**Directions**
Could you write out the opening lines of the data, word for word, stopping after the line that contains "use crate::io::config::RegistryConfig;"?

[Records from a data collection]
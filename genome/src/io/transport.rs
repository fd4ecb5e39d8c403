//! HTTP transport used by the registry loader.

use std::time::Duration;

use anyhow::{Context, Result, bail};
use tracing::{debug, instrument};

use crate::io::config::RegistryConfig;

/// Fetches a URL and returns its body.
///
/// Non-success responses are errors; no retries.
pub trait Transport {
    fn get(&self, url: &str) -> Result<String>;
}

/// Blocking HTTP client.
#[derive(Debug)]
pub struct HttpTransport {
    client: reqwest::blocking::Client,
}

impl HttpTransport {
    pub fn new(config: &RegistryConfig) -> Result<Self> {
        let client = reqwest::blocking::Client::builder()
            .timeout(Duration::from_secs(config.timeout_secs))
            .gzip(true)
            .user_agent(concat!("genome/", env!("CARGO_PKG_VERSION")))
            .build()
            .context("build http client")?;
        Ok(Self { client })
    }
}

impl Transport for HttpTransport {
    #[instrument(skip(self))]
    fn get(&self, url: &str) -> Result<String> {
        let response = self
            .client
            .get(url)
            .send()
            .with_context(|| format!("GET {url}"))?;
        let status = response.status();
        debug!(%status, "response received");
        if !status.is_success() {
            bail!("GET {url}: HTTP {status}");
        }
        response
            .text()
            .with_context(|| format!("read body of {url}"))
    }
}
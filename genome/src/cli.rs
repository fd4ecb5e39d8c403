//! CLI command implementations.
//!
//! Each command bootstraps the project rooted at the working directory and
//! returns the process exit code.

use std::path::Path;

use anyhow::Result;
use tracing::debug;

use crate::bootstrap::bootstrap;
use crate::exit_codes;
use crate::express::Express;
use crate::io::actions::ShellActionRunner;
use crate::io::manifest::Manifest;
use crate::mutate::Mutate;

/// Express `gene` into `path` and record it in the manifest.
pub fn express(root: &Path, gene: &str, path: &Path) -> Result<i32> {
    let session = bootstrap(root)?;
    let runner = ShellActionRunner::from_config(&session.config);
    let manifest = Manifest::new(session.paths.manifest_path(&session.config));
    Express::new(&session.genome, &runner, manifest).express_gene(gene, path)?;
    println!("expressed {} in {}", gene, path.display());
    Ok(exit_codes::OK)
}

/// Mutate every gene recorded in the manifest.
pub fn mutate(root: &Path) -> Result<i32> {
    let session = bootstrap(root)?;
    let runner = ShellActionRunner::from_config(&session.config);
    let manifest = Manifest::new(session.paths.manifest_path(&session.config));
    let report = Mutate::new(&session.genome, &runner).mutate_all(&manifest)?;

    for entry in &report.mutated {
        println!("mutated {} in {}", entry.gene, entry.path);
    }
    for failure in &report.failures {
        eprintln!(
            "failed {} in {}: {}",
            failure.entry.gene,
            failure.entry.path,
            failure.error.chain()
        );
    }
    debug!(
        mutated = report.mutated.len(),
        failed = report.failures.len(),
        "mutate finished"
    );
    if report.is_success() {
        Ok(exit_codes::OK)
    } else {
        Ok(exit_codes::MUTATION_INCOMPLETE)
    }
}

/// Print every known gene name, one per line.
pub fn genes(root: &Path) -> Result<i32> {
    let session = bootstrap(root)?;
    for name in session.genome.names()? {
        println!("{name}");
    }
    Ok(exit_codes::OK)
}
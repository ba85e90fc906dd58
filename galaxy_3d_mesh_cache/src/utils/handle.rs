//! Typed generational handles.
//!
//! A handle is `(id, generation)` where `id = slot index + 1`. An id of zero is
//! never issued, so a default handle is always invalid. The generation must match
//! the one stored in the slot; a freed and reused slot carries a strictly greater
//! generation, which makes stale handles detectable.

use std::fmt;
use std::hash::{Hash, Hasher};
use std::marker::PhantomData;

/// Typed `(id, generation)` reference into a slot table.
///
/// The type parameter only tags the handle; it does not own or borrow a `T`.
pub struct Handle<T> {
    id: u32,
    generation: u32,
    _marker: PhantomData<fn() -> T>,
}

impl<T> Handle<T> {
    /// The null handle (id 0)
    pub const INVALID: Self = Self { id: 0, generation: 0, _marker: PhantomData };

    /// Build a handle from raw parts (used by collaborators issuing their own handles)
    pub const fn from_raw(id: u32, generation: u32) -> Self {
        Self { id, generation, _marker: PhantomData }
    }

    /// Build a handle for a zero-based slot index
    pub(crate) fn from_slot(slot: u32, generation: u32) -> Self {
        Self::from_raw(slot + 1, generation)
    }

    /// Slot id (slot index + 1, 0 = invalid)
    pub fn id(&self) -> u32 {
        self.id
    }

    /// Generation of the occupant this handle was issued for
    pub fn generation(&self) -> u32 {
        self.generation
    }

    /// Zero-based slot index, None for the null handle
    pub fn slot(&self) -> Option<u32> {
        self.id.checked_sub(1)
    }

    /// Whether this handle could ever refer to something (id != 0)
    pub fn is_valid(&self) -> bool {
        self.id != 0
    }
}

impl<T> Clone for Handle<T> {
    fn clone(&self) -> Self {
        *self
    }
}

impl<T> Copy for Handle<T> {}

impl<T> PartialEq for Handle<T> {
    fn eq(&self, other: &Self) -> bool {
        self.id == other.id && self.generation == other.generation
    }
}

impl<T> Eq for Handle<T> {}

impl<T> Hash for Handle<T> {
    fn hash<H: Hasher>(&self, state: &mut H) {
        self.id.hash(state);
        self.generation.hash(state);
    }
}

impl<T> Default for Handle<T> {
    fn default() -> Self {
        Self::INVALID
    }
}

impl<T> fmt::Debug for Handle<T> {
    fn fmt(&self, f: &mut fmt::Formatter<'_>) -> fmt::Result {
        write!(f, "Handle({}v{})", self.id, self.generation)
    }
}

#[cfg(test)]
#[path = "handle_tests.rs"]
mod tests;
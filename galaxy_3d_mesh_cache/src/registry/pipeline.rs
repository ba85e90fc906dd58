/// Pipeline registry interface (per-instance bind state only).

use crate::error::Result;
use crate::utils::Handle;

/// Tag type for pipeline handles
pub enum PipelineTag {}

/// Pipeline issued by the pipeline registry
pub type PipelineHandle = Handle<PipelineTag>;

/// Opaque per-pipeline descriptor state owned by the pipeline registry
#[derive(Debug, Clone, Copy, PartialEq, Eq, Hash)]
pub struct BindStateHandle(pub u64);

/// Pipeline registry collaborator
pub trait PipelineRegistry: Send {
    /// Create bind state for one submesh of one instance drawn with `pipeline`
    fn acquire_instance_state(&mut self, pipeline: PipelineHandle) -> Result<BindStateHandle>;

    /// Destroy bind state previously returned by `acquire_instance_state`
    fn release_instance_state(&mut self, pipeline: PipelineHandle, state: BindStateHandle);
}
//! Fixed-capacity generational table.
//!
//! Pairs a [`SlotAllocator`] with payload storage sized once at construction.
//! A free slot holds `None`; the table never reallocates, so slot memory stays
//! where it was for the lifetime of the table.

use crate::error::{Error, Result};
use super::{Handle, SlotAllocator};

/// Generational table of `T` addressed by `Handle<T>`
pub struct SlotTable<T> {
    /// Human readable table name used in error messages ("asset", "instance", ...)
    label: &'static str,
    allocator: SlotAllocator,
    entries: Vec<Option<T>>,
}

impl<T> SlotTable<T> {
    /// Create a table holding at most `capacity` entries
    pub fn new(label: &'static str, capacity: u32) -> Self {
        let mut entries = Vec::with_capacity(capacity as usize);
        entries.resize_with(capacity as usize, || None);
        Self {
            label,
            allocator: SlotAllocator::new(capacity),
            entries,
        }
    }

    /// Insert a value built from its own handle
    pub fn insert_with(&mut self, build: impl FnOnce(Handle<T>) -> T) -> Result<Handle<T>> {
        let (slot, generation) = self.allocator.alloc().map_err(|_| {
            Error::OutOfCapacity(format!(
                "{} table is full ({} entries)", self.label, self.allocator.capacity()
            ))
        })?;
        let handle = Handle::from_slot(slot, generation);
        self.entries[slot as usize] = Some(build(handle));
        Ok(handle)
    }

    /// Insert a value
    pub fn insert(&mut self, value: T) -> Result<Handle<T>> {
        self.insert_with(|_| value)
    }

    /// Whether `handle` refers to the current occupant of its slot
    pub fn contains(&self, handle: Handle<T>) -> bool {
        self.live_slot(handle).is_some()
    }

    /// Get the entry for `handle`
    pub fn get(&self, handle: Handle<T>) -> Result<&T> {
        let slot = self.validate(handle)?;
        self.entries[slot].as_ref().ok_or_else(|| self.stale(handle))
    }

    /// Get the entry for `handle` mutably
    pub fn get_mut(&mut self, handle: Handle<T>) -> Result<&mut T> {
        let slot = self.validate(handle)?;
        let label = self.label;
        self.entries[slot].as_mut().ok_or_else(|| stale_error(label, handle))
    }

    /// Remove the entry, zeroing its slot and returning it to the free list
    pub fn remove(&mut self, handle: Handle<T>) -> Result<T> {
        let slot = self.validate(handle)?;
        let value = self.entries[slot].take().ok_or_else(|| self.stale(handle))?;
        self.allocator.free(slot as u32);
        Ok(value)
    }

    /// Handles of every live entry, in dense (unordered) order
    pub fn handles(&self) -> Vec<Handle<T>> {
        self.allocator
            .live_slots()
            .iter()
            .filter_map(|&slot| {
                self.allocator
                    .generation(slot)
                    .map(|generation| Handle::from_slot(slot, generation))
            })
            .collect()
    }

    /// Iterate live entries without touching free slots
    pub fn iter(&self) -> impl Iterator<Item = (Handle<T>, &T)> + '_ {
        self.allocator.live_slots().iter().filter_map(move |&slot| {
            let generation = self.allocator.generation(slot)?;
            let entry = self.entries[slot as usize].as_ref()?;
            Some((Handle::from_slot(slot, generation), entry))
        })
    }

    /// Number of live entries
    pub fn len(&self) -> u32 {
        self.allocator.len()
    }

    /// Whether the table has no live entries
    pub fn is_empty(&self) -> bool {
        self.allocator.is_empty()
    }

    /// Maximum number of live entries
    pub fn capacity(&self) -> u32 {
        self.allocator.capacity()
    }

    fn live_slot(&self, handle: Handle<T>) -> Option<usize> {
        let slot = handle.slot()?;
        self.allocator
            .is_live(slot, handle.generation())
            .then_some(slot as usize)
    }

    fn validate(&self, handle: Handle<T>) -> Result<usize> {
        self.live_slot(handle).ok_or_else(|| self.stale(handle))
    }

    fn stale(&self, handle: Handle<T>) -> Error {
        stale_error(self.label, handle)
    }
}

fn stale_error<T>(label: &str, handle: Handle<T>) -> Error {
    Error::InvalidHandle(format!("{} handle {:?} is stale or out of range", label, handle))
}

#[cfg(test)]
#[path = "slot_table_tests.rs"]
mod tests;
/// MeshCache: shared mesh assets and their placed instances.
///
/// Owns the asset and instance tables plus the dedup key index. Geometry,
/// material and pipeline objects belong to injected registries; the cache
/// only holds reference counts on them.
///
/// All mutation happens on the owning thread. The loader may work on other
/// threads, but its results are only observed through [`MeshCache::pump`].
///
/// The operations are split by concern across sibling files:
/// - `asset_registry.rs`: acquire / release / build / teardown
/// - `resolve.rs`: the resolution pump
/// - `instance.rs`: instances, bounds, pipeline bind state
/// - `batch.rs`: batched instance creation

use std::sync::{Arc, Mutex, MutexGuard, PoisonError};
use crate::error::Result;
use crate::engine_bail;
use crate::loader::ResourceLoader;
use crate::registry::{GeometryRegistry, MaterialRegistry, PipelineRegistry};
use crate::utils::SlotTable;
use super::asset::{LoadingState, MeshAsset, MeshAssetHandle, PipelineDomain};
use super::config::{MeshCacheConfig, MeshCacheDesc};
use super::instance::MeshInstance;
use super::key_index::{AssetKey, AssetKeyIndex};

pub(crate) const LOG_SOURCE: &str = "galaxy3d::MeshCache";

/// Lock a collaborator, recovering the guard if a previous holder panicked
pub(crate) fn lock<T: ?Sized>(mutex: &Mutex<T>) -> MutexGuard<'_, T> {
    mutex.lock().unwrap_or_else(PoisonError::into_inner)
}

/// Snapshot of table occupancy
#[derive(Debug, Clone, Copy, Default, PartialEq, Eq)]
pub struct MeshCacheStats {
    pub assets_pending: u32,
    pub assets_loaded: u32,
    pub assets_failed: u32,
    pub instances: u32,
    pub instances_pending: u32,
    /// Submesh bind states currently held across all instances
    pub bound_states: u32,
}

/// Mesh asset + instance cache
pub struct MeshCache {
    pub(crate) config: MeshCacheConfig,
    pub(crate) loader: Arc<Mutex<dyn ResourceLoader>>,
    pub(crate) geometries: Arc<Mutex<dyn GeometryRegistry>>,
    pub(crate) materials: Arc<Mutex<dyn MaterialRegistry>>,
    pub(crate) pipelines: Arc<Mutex<dyn PipelineRegistry>>,
    pub(crate) assets: SlotTable<MeshAsset>,
    pub(crate) instances: SlotTable<MeshInstance>,
    pub(crate) key_index: AssetKeyIndex,
}

impl MeshCache {
    /// Create a cache from its collaborators and configuration
    ///
    /// Fails with `InitializationFailed` on a zero capacity or pool size.
    pub fn new(desc: MeshCacheDesc) -> Result<Self> {
        let config = desc.config;
        if config.max_assets == 0 {
            engine_bail!(LOG_SOURCE, InitializationFailed, "max_assets must be greater than zero");
        }
        if config.max_instances == 0 {
            engine_bail!(LOG_SOURCE, InitializationFailed, "max_instances must be greater than zero");
        }
        if config.load_arena_pool_size == 0 {
            engine_bail!(LOG_SOURCE, InitializationFailed, "load_arena_pool_size must be greater than zero");
        }
        if config.pending_deadline == Some(0) {
            engine_bail!(LOG_SOURCE, InitializationFailed, "pending_deadline must be at least one tick");
        }

        crate::engine_info!(LOG_SOURCE,
            "Mesh cache created ({} assets, {} instances, {} concurrent loads)",
            config.max_assets, config.max_instances, config.load_arena_pool_size);

        Ok(Self {
            assets: SlotTable::new("asset", config.max_assets),
            instances: SlotTable::new("instance", config.max_instances),
            key_index: AssetKeyIndex::new(),
            loader: desc.loader,
            geometries: desc.geometries,
            materials: desc.materials,
            pipelines: desc.pipelines,
            config,
        })
    }

    /// Active configuration
    pub fn config(&self) -> &MeshCacheConfig {
        &self.config
    }

    // ===== ASSET QUERIES =====

    /// Get an asset by handle
    pub fn asset(&self, handle: MeshAssetHandle) -> Result<&MeshAsset> {
        self.assets.get(handle)
    }

    /// Loading state of an asset
    pub fn asset_state(&self, handle: MeshAssetHandle) -> Result<LoadingState> {
        Ok(self.assets.get(handle)?.state)
    }

    /// Reference count of an asset
    pub fn asset_ref_count(&self, handle: MeshAssetHandle) -> Result<u32> {
        Ok(self.assets.get(handle)?.ref_count)
    }

    /// Look up the asset serving a key without acquiring it
    pub fn find_asset(
        &self,
        path: &str,
        domain: PipelineDomain,
        shader_override: &str,
    ) -> Option<MeshAssetHandle> {
        let key = AssetKey::new(path, domain, shader_override);
        self.key_index
            .get(key.as_str())
            .filter(|&handle| self.assets.contains(handle))
    }

    /// Number of live assets (any state)
    pub fn asset_count(&self) -> u32 {
        self.assets.len()
    }

    /// Handles of every live asset
    pub fn live_asset_handles(&self) -> Vec<MeshAssetHandle> {
        self.assets.handles()
    }

    // ===== STATS =====

    /// Count assets per state, instances and bound submesh states
    pub fn stats(&self) -> MeshCacheStats {
        let mut stats = MeshCacheStats::default();
        for (_, asset) in self.assets.iter() {
            match asset.state {
                LoadingState::Pending => stats.assets_pending += 1,
                LoadingState::Loaded => stats.assets_loaded += 1,
                LoadingState::Failed => stats.assets_failed += 1,
                LoadingState::NotLoaded => {}
            }
        }
        for (_, instance) in self.instances.iter() {
            stats.instances += 1;
            if instance.state == LoadingState::Pending {
                stats.instances_pending += 1;
            }
            stats.bound_states += instance.bound_state_count() as u32;
        }
        stats
    }

    // ===== TEARDOWN =====

    /// Destroy every instance and tear down every asset regardless of ref count
    pub fn clear(&mut self) {
        for handle in self.instances.handles() {
            if let Err(err) = self.destroy_instance(handle) {
                crate::engine_warn!(LOG_SOURCE, "Failed to destroy instance {:?} during clear: {}", handle, err);
            }
        }
        for handle in self.assets.handles() {
            self.destroy_asset(handle);
        }
    }
}

impl Drop for MeshCache {
    fn drop(&mut self) {
        self.clear();
    }
}

#[cfg(test)]
#[path = "mesh_cache_tests.rs"]
mod tests;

**Exercise solution**
filename genome/src/io/transport.rs
repository fd4ecb5e39d8c403
//! HTTP transport used by the registry loader.

use std::time::Duration;

use anyhow::{Context, Result, bail};
use tracing::{debug, instrument};

use crate::io::config::RegistryConfig;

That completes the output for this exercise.